Kamel Daoud

Algeria/France

Kamel Daoud

Imagine if you were legally forbidden from speaking publicly about the defining era of your life. This is exactly the situation Algerians facing regarding the civil war of the 1990s – the ban on speaking out is intended to serve national reconciliation.
Kamel Daoud’s latest novel, Huris, defies this ban and unfolds a dense, unsettling narrative of violence, memory and female self-assertion, giving literary form to the unspeakable. At its heart is Aube, a young woman whose body and life story are shaped by the traumas set in the 1990s.
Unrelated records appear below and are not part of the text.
use chrono::{DateTime, NaiveDateTime, Utc};
use std::{
    fs::{self, File},
    io::Write,
    path::{Path, PathBuf},
};

use crate::{
    bills::{collection::CURRENT_SCHEMA_VERSION, BillBook},
    errors::BillError,
    utils::{backups_dir_in, bills_file_in, ensure_dir},
};

use super::{Result, StorageBackend};

const BACKUP_EXTENSION: &str = "json";
const BACKUP_TIMESTAMP_FORMAT: &str = "%Y%m%d_%H%M";
const BACKUP_STEM: &str = "bills";
const TMP_SUFFIX: &str = "tmp";
const DEFAULT_RETENTION: usize = 5;

/// File-backed storage: one pretty-printed JSON collection under the app data
/// directory, with timestamped backups and retention pruning.
#[derive(Clone)]
pub struct JsonStorage {
    root: PathBuf,
    bills_file: PathBuf,
    backups_dir: PathBuf,
    retention: usize,
}

impl JsonStorage {
    pub fn new(root: Option<PathBuf>, retention: Option<usize>) -> Result<Self> {
        let app_root = root.unwrap_or_else(crate::utils::app_data_dir);
        ensure_dir(&app_root)?;
        let backups_dir = backups_dir_in(&app_root);
        ensure_dir(&backups_dir)?;
        let bills_file = bills_file_in(&app_root);
        Ok(Self {
            root: app_root,
            bills_file,
            backups_dir,
            retention: retention.unwrap_or(DEFAULT_RETENTION).max(1),
        })
    }

    pub fn new_default() -> Result<Self> {
        Self::new(None, None)
    }

    pub fn base_dir(&self) -> &Path {
        &self.root
    }

    pub fn bills_path(&self) -> &Path {
        &self.bills_file
    }

    pub fn backup_path(&self, backup_name: &str) -> PathBuf {
        self.backups_dir.join(backup_name)
    }

    fn write_backup_file(&self, book: &BillBook, note: Option<&str>) -> Result<()> {
        ensure_dir(&self.backups_dir)?;
        let timestamp = Utc::now().format(BACKUP_TIMESTAMP_FORMAT).to_string();
        let mut file_stem = format!("{}_{}", BACKUP_STEM, timestamp);
        if let Some(label) = sanitize_backup_note(note) {
            file_stem.push('_');
            file_stem.push_str(&label);
        }
        let path = self
            .backups_dir
            .join(format!("{}.{}", file_stem, BACKUP_EXTENSION));
        let json = serde_json::to_string_pretty(book)?;
        write_atomic(&path, &json)?;
        self.prune_backups()?;
        Ok(())
    }

    fn backup_existing_file(&self) -> Result<()> {
        if !self.bills_file.exists() {
            return Ok(());
        }
        ensure_dir(&self.backups_dir)?;
        let timestamp = Utc::now().format(BACKUP_TIMESTAMP_FORMAT).to_string();
        let backup_name = format!("{}_{}.{}", BACKUP_STEM, timestamp, BACKUP_EXTENSION);
        fs::copy(&self.bills_file, self.backups_dir.join(backup_name))?;
        self.prune_backups()?;
        Ok(())
    }

    fn prune_backups(&self) -> Result<()> {
        let backups = self.list_backups()?;
        if backups.len() <= self.retention {
            return Ok(());
        }
        for entry in backups.iter().skip(self.retention) {
            let _ = fs::remove_file(self.backup_path(entry));
        }
        Ok(())
    }
}

impl StorageBackend for JsonStorage {
    fn save(&self, book: &BillBook) -> Result<()> {
        if let Some(parent) = self.bills_file.parent() {
            ensure_dir(parent)?;
        }
        self.backup_existing_file()?;
        let json = serde_json::to_string_pretty(book)?;
        let tmp = tmp_path(&self.bills_file);
        write_atomic(&tmp, &json)?;
        fs::rename(&tmp, &self.bills_file)?;
        tracing::info!(path = %self.bills_file.display(), bills = book.len(), "saved bill collection");
        Ok(())
    }

    fn load(&self) -> Result<BillBook> {
        if !self.bills_file.exists() {
            return Ok(BillBook::new());
        }
        load_book_from_path(&self.bills_file)
    }

    fn list_backups(&self) -> Result<Vec<String>> {
        if !self.backups_dir.exists() {
            return Ok(Vec::new());
        }
        let mut entries = Vec::new();
        for entry in fs::read_dir(&self.backups_dir)? {
            let entry = entry?;
            let path = entry.path();
            if path.extension().and_then(|ext| ext.to_str()) != Some(BACKUP_EXTENSION) {
                continue;
            }
            let file_name = match path.file_name().and_then(|stem| stem.to_str()) {
                Some(name) => name.to_string(),
                None => continue,
            };
            entries.push(file_name);
        }
        entries.sort_by(|a, b| parse_backup_timestamp(b).cmp(&parse_backup_timestamp(a)));
        Ok(entries)
    }

    fn backup(&self, book: &BillBook, note: Option<&str>) -> Result<()> {
        self.write_backup_file(book, note)
    }

    fn restore(&self, backup_name: &str) -> Result<BillBook> {
        let backup_path = self.backup_path(backup_name);
        if !backup_path.exists() {
            return Err(BillError::Storage(format!(
                "backup `{}` not found",
                backup_name
            )));
        }
        fs::copy(&backup_path, &self.bills_file)?;
        load_book_from_path(&self.bills_file)
    }
}

pub fn save_book_to_path(book: &BillBook, path: &Path) -> Result<()> {
    if let Some(parent) = path.parent() {
        ensure_dir(parent)?;
    }
    let json = serde_json::to_string_pretty(book)?;
    let tmp = tmp_path(path);
    write_atomic(&tmp, &json)?;
    fs::rename(&tmp, path)?;
    Ok(())
}

pub fn load_book_from_path(path: &Path) -> Result<BillBook> {
    let data = fs::read_to_string(path)?;
    let book: BillBook = serde_json::from_str(&data)?;
    if book.schema_version > CURRENT_SCHEMA_VERSION {
        return Err(BillError::Storage(format!(
            "bill collection `{}` is from a newer schema version",
            path.display()
        )));
    }
    Ok(book)
}

fn sanitize_backup_note(note: Option<&str>) -> Option<String> {
    let raw = note?.trim();
    if raw.is_empty() {
        return None;
    }
    let mut sanitized = String::new();
    let mut last_dash = false;
    for ch in raw.chars() {
        if ch.is_ascii_alphanumeric() {
            sanitized.push(ch.to_ascii_lowercase());
            last_dash = false;
        } else if ch.is_whitespace() || matches!(ch, '-' | '.') {
            if !sanitized.is_empty() && !last_dash {
                sanitized.push('-');
                last_dash = true;
            }
        }
    }
    let trimmed = sanitized.trim_matches('-').to_string();
    if trimmed.is_empty() {
        None
    } else {
        Some(trimmed)
    }
}

fn parse_backup_timestamp(name: &str) -> Option<DateTime<Utc>> {
    let trimmed = name.strip_suffix(&format!(".{}", BACKUP_EXTENSION))?;
    let segments: Vec<&str> = trimmed.split('_').collect();
    if segments.len() < 3 {
        return None;
    }
    let date_part = segments.get(1)?;
    let time_part = segments.get(2)?;
    if !is_digits(date_part, 8) || !is_digits(time_part, 4) {
        return None;
    }
    let raw = format!("{}{}", date_part, time_part);
    NaiveDateTime::parse_from_str(&raw, "%Y%m%d%H%M")
        .ok()
        .map(|naive| DateTime::from_naive_utc_and_offset(naive, Utc))
}

fn is_digits(value: &str, len: usize) -> bool {
    value.len() == len && value.chars().all(|c| c.is_ascii_digit())
}

fn tmp_path(path: &Path) -> PathBuf {
    let mut tmp = path.to_path_buf();
    let ext = match path.extension().and_then(|ext| ext.to_str()) {
        Some(existing) => format!("{}.{}", existing, TMP_SUFFIX),
        None => TMP_SUFFIX.to_string(),
    };
    tmp.set_extension(ext);
    tmp
}

fn write_atomic(path: &Path, data: &str) -> Result<()> {
    if let Some(parent) = path.parent() {
        ensure_dir(parent)?;
    }
    let mut file = File::create(path)?;
    file.write_all(data.as_bytes())?;
    file.flush()?;
    Ok(())
}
Daoud writes in a vivid, often fragmented style that intertwines narrative concision, essayistic reflection and political analysis. Huris was awarded France’s highest literary honour, the Prix Goncourt.
Daoud, born in Mostaganem in 1970, studied literature and worked for many years as a journalist, primarily for the Quotidien d’Oran, where he made a name for himself with his sharp-tongued columns. He gained international recognition with his novel Der Fall Meursault – eine Gegendarstellung, which was read as a postcolonial response to Camus’ The Stranger. Since the Algerian government banned Huris and issued an international arrest warrant against him, Daoud has lived entirely in France.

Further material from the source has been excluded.